===== Available records

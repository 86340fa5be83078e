use std::collections::BTreeSet;

use pretty_assertions::assert_eq;

use form_spec::{
    BuilderError, FieldType, FormBuilder, FormSchema, StoredForm, render_canvas_text,
    validate_schema,
};

fn ids(builder: &FormBuilder) -> Vec<String> {
    builder.fields().iter().map(|field| field.id.clone()).collect()
}

fn builder_with_three() -> (FormBuilder, Vec<String>) {
    let mut builder = FormBuilder::new();
    let a = builder.add_field(FieldType::Text);
    let b = builder.add_field(FieldType::Select);
    let c = builder.add_field(FieldType::File);
    (builder, vec![a, b, c])
}

#[test]
fn adding_a_field_grows_the_list_by_one() {
    let mut builder = FormBuilder::new();
    for (expected, kind) in FieldType::ALL.iter().enumerate() {
        builder.add_field(*kind);
        assert_eq!(builder.len(), expected + 1);
    }
    let labels = builder
        .fields()
        .iter()
        .map(|field| field.label.as_str())
        .collect::<Vec<_>>();
    assert_eq!(
        labels,
        vec![
            "Untitled text question",
            "Untitled textarea question",
            "Untitled select question",
            "Untitled file question",
        ]
    );
}

#[test]
fn added_ids_are_unique() {
    let mut builder = FormBuilder::new();
    for _ in 0..20 {
        builder.add_field(FieldType::Text);
    }
    let unique = ids(&builder).into_iter().collect::<BTreeSet<_>>();
    assert_eq!(unique.len(), 20);
    assert!(validate_schema(&builder.schema()).valid);
}

#[test]
fn reorder_moves_active_to_over_slot() {
    let (mut builder, original) = builder_with_three();
    builder
        .reorder(&original[0], Some(original[2].as_str()))
        .expect("reorder");
    assert_eq!(
        ids(&builder),
        vec![original[1].clone(), original[2].clone(), original[0].clone()]
    );
}

#[test]
fn reorder_preserves_identifier_set() {
    let (mut builder, original) = builder_with_three();
    builder
        .reorder(&original[2], Some(original[0].as_str()))
        .expect("reorder");
    let before = original.iter().cloned().collect::<BTreeSet<_>>();
    let after = ids(&builder).into_iter().collect::<BTreeSet<_>>();
    assert_eq!(before, after);
    assert_eq!(ids(&builder)[0], original[2]);
}

#[test]
fn reorder_without_target_or_onto_itself_is_a_no_op() {
    let (mut builder, original) = builder_with_three();
    builder.reorder(&original[1], None).expect("no target");
    builder
        .reorder(&original[1], Some(original[1].as_str()))
        .expect("same target");
    assert_eq!(ids(&builder), original);
}

#[test]
fn reorder_with_unknown_id_leaves_list_untouched() {
    let (mut builder, original) = builder_with_three();
    let err = builder
        .reorder("missing", Some(original[0].as_str()))
        .expect_err("unknown active");
    assert_eq!(err, BuilderError::UnknownField("missing".into()));
    assert_eq!(ids(&builder), original);
}

#[test]
fn move_to_clamps_index() {
    let (mut builder, original) = builder_with_three();
    builder.move_to(&original[0], 99).expect("move");
    assert_eq!(ids(&builder)[2], original[0]);
}

#[test]
fn options_are_stored_raw_and_only_for_select() {
    let (mut builder, original) = builder_with_three();
    builder
        .set_options_from_text(&original[1], "Red, Green,Blue ")
        .expect("options");
    let field = builder.field(&original[1]).expect("field");
    assert_eq!(
        field.options.clone().unwrap_or_default(),
        vec!["Red", " Green", "Blue "]
    );
    assert_eq!(field.display_options(), vec!["Red", "Green", "Blue"]);

    let err = builder
        .set_options_from_text(&original[0], "a,b")
        .expect_err("text field");
    assert_eq!(err, BuilderError::NotMultipleChoice(original[0].clone()));
    assert!(builder.field(&original[0]).expect("field").options.is_none());
    assert!(validate_schema(&builder.schema()).valid);
}

#[test]
fn label_update_and_delete() {
    let (mut builder, original) = builder_with_three();
    builder
        .update_label(&original[0], "Your Name")
        .expect("label");
    assert_eq!(builder.fields()[0].label, "Your Name");

    let removed = builder.remove_field(&original[1]).expect("delete");
    assert_eq!(removed.kind, FieldType::Select);
    assert_eq!(ids(&builder), vec![original[0].clone(), original[2].clone()]);
    assert!(builder.remove_field(&original[1]).is_err());
}

#[test]
fn schema_snapshot_carries_title_and_order() {
    let (mut builder, original) = builder_with_three();
    builder.set_title("Feedback");
    let schema = builder.schema();
    assert_eq!(schema.title, "Feedback");
    assert_eq!(schema.field_ids(), original.iter().map(String::as_str).collect::<Vec<_>>());
}

#[test]
fn canvas_shows_previews() {
    let (mut builder, original) = builder_with_three();
    builder.set_title("Survey");
    builder
        .set_options_from_text(&original[1], "Yes,No")
        .expect("options");
    let canvas = render_canvas_text(&builder);
    assert!(canvas.contains("Form Title: Survey"));
    assert!(canvas.contains("2. Untitled select question [Multiple Choice]"));
    assert!(canvas.contains("options: Yes,No"));
    assert!(canvas.contains("(Preview only)"));
}

#[test]
fn resumed_schema_edits_by_position() {
    let form: StoredForm =
        serde_json::from_str(include_str!("../tests/fixtures/mock_form.json")).expect("deserialize");
    let mut builder = FormBuilder::from_schema(form.schema).expect("valid schema");
    assert_eq!(builder.title(), "Mock Form Title");

    let id = builder.resolve("2").expect("position 2").id.clone();
    builder.update_label(&id, "Colour").expect("label");
    let labels = builder
        .fields()
        .iter()
        .map(|field| field.label.as_str())
        .collect::<Vec<_>>();
    assert_eq!(labels[1], "Colour");
    assert_eq!(labels[0], "Your Name");
}

#[test]
fn resuming_schema_with_duplicate_ids_is_refused() {
    let schema: FormSchema =
        serde_json::from_str(include_str!("../tests/fixtures/invalid_schema.json"))
            .expect("deserialize");
    let err = FormBuilder::from_schema(schema).expect_err("duplicate ids");
    match err {
        BuilderError::InvalidSchema(details) => {
            assert!(details.contains("'q1'"), "details: {}", details);
        }
        other => panic!("unexpected error {:?}", other),
    }
}
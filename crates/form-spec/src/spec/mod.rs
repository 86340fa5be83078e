pub mod field;
pub mod form;

pub use field::{Field, FieldType, ParseFieldTypeError};
pub use form::{FormSchema, StoredForm};
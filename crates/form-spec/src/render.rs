use serde_json::{Map, Value, json};

use crate::{
    answers::{AnswerSet, PendingUploads},
    builder::FormBuilder,
    spec::{FieldType, StoredForm},
};

pub const SELECT_PLACEHOLDER: &str = "--Select--";

/// Status labels returned by the renderers.
#[derive(Debug, Clone, Copy, PartialEq, Eq)]
pub enum RenderStatus {
    /// Some question has no answer yet.
    NeedInput,
    /// Every question has an answer or an attached file.
    Complete,
}

impl RenderStatus {
    pub fn as_str(&self) -> &'static str {
        match self {
            RenderStatus::NeedInput => "need_input",
            RenderStatus::Complete => "complete",
        }
    }
}

#[derive(Debug, Clone, PartialEq, Eq)]
pub struct FillProgress {
    pub answered: usize,
    pub total: usize,
}

/// One question as the fill view shows it.
#[derive(Debug, Clone)]
pub struct FillQuestion {
    pub id: String,
    pub kind: FieldType,
    pub label: String,
    /// Trimmed options, select fields only.
    pub options: Option<Vec<String>>,
    pub current_value: Option<String>,
    pub attached_file: Option<String>,
}

impl FillQuestion {
    pub fn input(&self) -> &'static str {
        self.kind.as_str()
    }

    pub fn is_answered(&self) -> bool {
        self.current_value
            .as_deref()
            .is_some_and(|value| !value.is_empty())
            || self.attached_file.is_some()
    }
}

#[derive(Debug, Clone)]
pub struct FillPayload {
    pub form_id: String,
    pub title: String,
    pub status: RenderStatus,
    pub progress: FillProgress,
    pub questions: Vec<FillQuestion>,
}

/// Build the fill view payload from a loaded form and the in-progress input.
pub fn build_fill_payload(
    form: &StoredForm,
    answers: &AnswerSet,
    uploads: &PendingUploads,
) -> FillPayload {
    let questions = form
        .schema
        .fields
        .iter()
        .map(|field| FillQuestion {
            id: field.id.clone(),
            kind: field.kind,
            label: field.label.clone(),
            options: field.kind.has_options().then(|| field.display_options()),
            current_value: match field.kind {
                FieldType::File => None,
                _ => answers.get(&field.id).map(String::from),
            },
            attached_file: match field.kind {
                FieldType::File => uploads.get(&field.id).map(|file| file.name.clone()),
                _ => None,
            },
        })
        .collect::<Vec<_>>();

    let answered = questions
        .iter()
        .filter(|question| question.is_answered())
        .count();
    let total = questions.len();
    let status = if answered < total {
        RenderStatus::NeedInput
    } else {
        RenderStatus::Complete
    };

    FillPayload {
        form_id: form.id.clone(),
        title: form.schema.title.clone(),
        status,
        progress: FillProgress { answered, total },
        questions,
    }
}

/// Render the fill payload as a structured JSON value.
pub fn render_fill_json(payload: &FillPayload) -> Value {
    let questions = payload
        .questions
        .iter()
        .map(|question| {
            let mut map = Map::new();
            map.insert("id".into(), Value::String(question.id.clone()));
            map.insert("type".into(), Value::String(question.kind.as_str().into()));
            map.insert("label".into(), Value::String(question.label.clone()));
            map.insert("input".into(), Value::String(question.input().into()));
            if let Some(options) = &question.options {
                let mut choices = vec![json!({ "title": SELECT_PLACEHOLDER, "value": "" })];
                choices.extend(
                    options
                        .iter()
                        .map(|option| json!({ "title": option, "value": option })),
                );
                map.insert("options".into(), Value::Array(choices));
            }
            if let Some(value) = &question.current_value {
                map.insert("current_value".into(), Value::String(value.clone()));
            }
            if let Some(file) = &question.attached_file {
                map.insert("attached_file".into(), Value::String(file.clone()));
            }
            Value::Object(map)
        })
        .collect::<Vec<_>>();

    json!({
        "form_id": payload.form_id,
        "title": payload.title,
        "status": payload.status.as_str(),
        "progress": {
            "answered": payload.progress.answered,
            "total": payload.progress.total,
        },
        "questions": questions,
    })
}

/// Render the fill payload as human-friendly text.
pub fn render_fill_text(payload: &FillPayload) -> String {
    let mut lines = Vec::new();
    lines.push(format!("# {}", payload.title));
    lines.push(format!(
        "Status: {} ({}/{})",
        payload.status.as_str(),
        payload.progress.answered,
        payload.progress.total
    ));

    for (index, question) in payload.questions.iter().enumerate() {
        lines.push(format!(
            "{}. {} [{}]",
            index + 1,
            question.label,
            question.kind.label()
        ));
        if let Some(options) = &question.options {
            lines.push(format!("   0) {}", SELECT_PLACEHOLDER));
            for (position, option) in options.iter().enumerate() {
                lines.push(format!("   {}) {}", position + 1, option));
            }
        }
        if let Some(value) = question.current_value.as_deref().filter(|v| !v.is_empty()) {
            lines.push(format!("   = {}", value));
        }
        if let Some(file) = &question.attached_file {
            lines.push(format!("   file: {}", file));
        }
    }

    lines.join("\n")
}

/// Render the builder canvas as numbered text.
pub fn render_canvas_text(builder: &FormBuilder) -> String {
    let mut lines = Vec::new();
    let title = if builder.title().is_empty() {
        "<untitled form>"
    } else {
        builder.title()
    };
    lines.push(format!("Form Title: {}", title));
    if builder.is_empty() {
        lines.push("Form Canvas: (empty)".to_string());
        return lines.join("\n");
    }

    lines.push("Form Canvas:".to_string());
    for (index, field) in builder.fields().iter().enumerate() {
        lines.push(format!(
            "{}. {} [{}] ({})",
            index + 1,
            field.label,
            field.kind.label(),
            field.id
        ));
        match field.kind {
            FieldType::Select => {
                let raw = field.options.as_deref().unwrap_or_default().join(",");
                lines.push(format!("   options: {}", raw));
            }
            FieldType::File => {
                lines.push("   This is a \"File Upload\" question. (Preview only)".to_string());
            }
            FieldType::Text | FieldType::Textarea => {}
        }
    }

    lines.join("\n")
}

==========

» **Work request**: A single number is required: the count of lines in the data that contain the string "Debug".

» **Output for this exercise**: 4